In the process, it broke global records for women’s outreach events into the aviation industry with 6,000 girls and women attending last time around, with many of them getting behind the controls of an airplane for the first time and taking to the skies.

“When people come to our events, it’s a unique experience that could spark a career,” explained Brazier.

“When they step out of the plane after that first flying experience, their enthusiasm is infectious and it spreads through everyone around them.

“You can sit in a cockpit or you can pick up a rivet gun or you can learn how to take part in a rescue.

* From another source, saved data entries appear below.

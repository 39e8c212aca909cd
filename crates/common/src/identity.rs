//! Ed25519 identities: keypair wrapper, public keys and detached signatures.
//!
//! Compatible with ed25519-dalek v2 with the rand_core feature enabled.
//!
//! Every principal (satellite, storage node, uplink, repair worker) owns one
//! `Identity`. Its `NodeId` is SHAKE-256 of the public key, so handing out
//! the public key is enough for any peer to both verify signatures and check
//! that the key matches the claimed identity.

use ed25519_dalek::{Signer, SigningKey, Verifier, VerifyingKey};
use rand::rngs::OsRng;
use serde::{Deserialize, Serialize};

use crate::error::Error;
use crate::id::NodeId;

/// Raw Ed25519 public key bytes.
#[derive(Clone, Copy, PartialEq, Eq, Hash, Serialize, Deserialize)]
pub struct PublicKey(pub [u8; 32]);

/// Detached Ed25519 signature bytes.
#[derive(Clone, PartialEq, Eq, Serialize, Deserialize)]
pub struct Signature(pub Vec<u8>);

impl std::fmt::Debug for PublicKey {
    fn fmt(&self, f: &mut std::fmt::Formatter<'_>) -> std::fmt::Result {
        write!(f, "PublicKey({}..)", hex::encode(&self.0[..6]))
    }
}

impl std::fmt::Debug for Signature {
    fn fmt(&self, f: &mut std::fmt::Formatter<'_>) -> std::fmt::Result {
        write!(f, "Signature({} bytes)", self.0.len())
    }
}

impl PublicKey {
    /// The node id this key authenticates.
    #[must_use]
    pub fn node_id(&self) -> NodeId {
        NodeId::from_public_key_bytes(&self.0)
    }

    /// Verify a detached signature over `message`.
    pub fn verify(&self, message: &[u8], signature: &Signature) -> Result<(), Error> {
        let key = VerifyingKey::from_bytes(&self.0)
            .map_err(|_| Error::unauthenticated("malformed public key"))?;
        let sig_bytes: [u8; 64] = signature
            .0
            .as_slice()
            .try_into()
            .map_err(|_| Error::unauthenticated("signature must be 64 bytes"))?;
        let sig = ed25519_dalek::Signature::from_bytes(&sig_bytes);
        key.verify(message, &sig)
            .map_err(|_| Error::unauthenticated("signature verification failed"))
    }
}

/// A private signing identity.
pub struct Identity {
    signing: SigningKey,
    public: PublicKey,
    node_id: NodeId,
}

impl std::fmt::Debug for Identity {
    fn fmt(&self, f: &mut std::fmt::Formatter<'_>) -> std::fmt::Result {
        f.debug_struct("Identity")
            .field("node_id", &self.node_id)
            .finish()
    }
}

impl Identity {
    /// Generate a fresh identity from the OS RNG.
    #[must_use]
    pub fn generate() -> Self {
        let mut rng = OsRng;
        let signing = SigningKey::generate(&mut rng);
        Self::from_signing_key(signing)
    }

    /// Rebuild an identity from stored secret key bytes.
    pub fn from_secret_bytes(bytes: &[u8]) -> Result<Self, Error> {
        let sk_bytes: [u8; 32] = bytes
            .try_into()
            .map_err(|_| Error::invalid("secret key must be 32 bytes"))?;
        Ok(Self::from_signing_key(SigningKey::from_bytes(&sk_bytes)))
    }

    fn from_signing_key(signing: SigningKey) -> Self {
        let public = PublicKey(signing.verifying_key().to_bytes());
        let node_id = public.node_id();
        Identity {
            signing,
            public,
            node_id,
        }
    }

    #[must_use]
    pub fn node_id(&self) -> NodeId {
        self.node_id
    }

    #[must_use]
    pub fn public_key(&self) -> PublicKey {
        self.public
    }

    /// Secret key bytes for persistence. Handle with care.
    #[must_use]
    pub fn secret_bytes(&self) -> [u8; 32] {
        self.signing.to_bytes()
    }

    /// Sign `message`, returning a detached signature.
    #[must_use]
    pub fn sign(&self, message: &[u8]) -> Signature {
        Signature(self.signing.sign(message).to_bytes().to_vec())
    }
}

#[cfg(test)]
mod tests {
    use super::*;

    #[test]
    fn test_sign_verify_roundtrip() {
        let id = Identity::generate();
        let msg = b"orbit order limit";
        let sig = id.sign(msg);
        id.public_key().verify(msg, &sig).expect("verify");

        // tampered message must fail
        assert!(id.public_key().verify(b"orbit order limit!", &sig).is_err());
    }

    #[test]
    fn test_node_id_binds_to_public_key() {
        let id = Identity::generate();
        assert_eq!(id.node_id(), id.public_key().node_id());

        let other = Identity::generate();
        assert_ne!(id.node_id(), other.node_id());
    }

    #[test]
    fn test_secret_bytes_roundtrip() {
        let id = Identity::generate();
        let restored = Identity::from_secret_bytes(&id.secret_bytes()).expect("restore");
        assert_eq!(id.node_id(), restored.node_id());

        let msg = b"same key, same signature semantics";
        restored
            .public_key()
            .verify(msg, &id.sign(msg))
            .expect("cross verify");
    }

    #[test]
    fn test_malformed_signature_rejected() {
        let id = Identity::generate();
        let err = id
            .public_key()
            .verify(b"msg", &Signature(vec![0u8; 10]))
            .unwrap_err();
        assert!(matches!(err, Error::Unauthenticated(_)));
    }
}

The RCMP are also sending their first and only female helicopter pilot.”

They’ll also be able to walk on the moon and explore space with Starlab 2.0, the portable planetarium presented by H.R. MacMillan Space Centre.

Brazier can still recall her first flying experience — as a seven-year-old, she got behind the controls of a Cessna 180 on floats in Manitoba.

But it wasn’t until, as a city girl, with no skills to speak of, she took her first flying lesson in 1992 and got her licence the following year that she really knew her life belonged in the sky.

“Don’t get me wrong, you will encounter resistance to change in any place where there are traditional roles, whether it be through your skin colour, your hair or your sex,” she said. “We’re not saying it’s easy, but women are very welcome in the industry and what I’m trying to do is redress that balance and say, ‘this is a very cool industry and we are here if you want to try it’.”

The Sky’s No Limit – Girls Fly Too! is a free event that runs March 7 and 8 at Abbotsford Airport.

Although the focus is on females, men are very welcome, said Brazier, but women wanting to try flying need to register in advance.

She’s also in urgent need of volunteers of both sexes to help out on the day.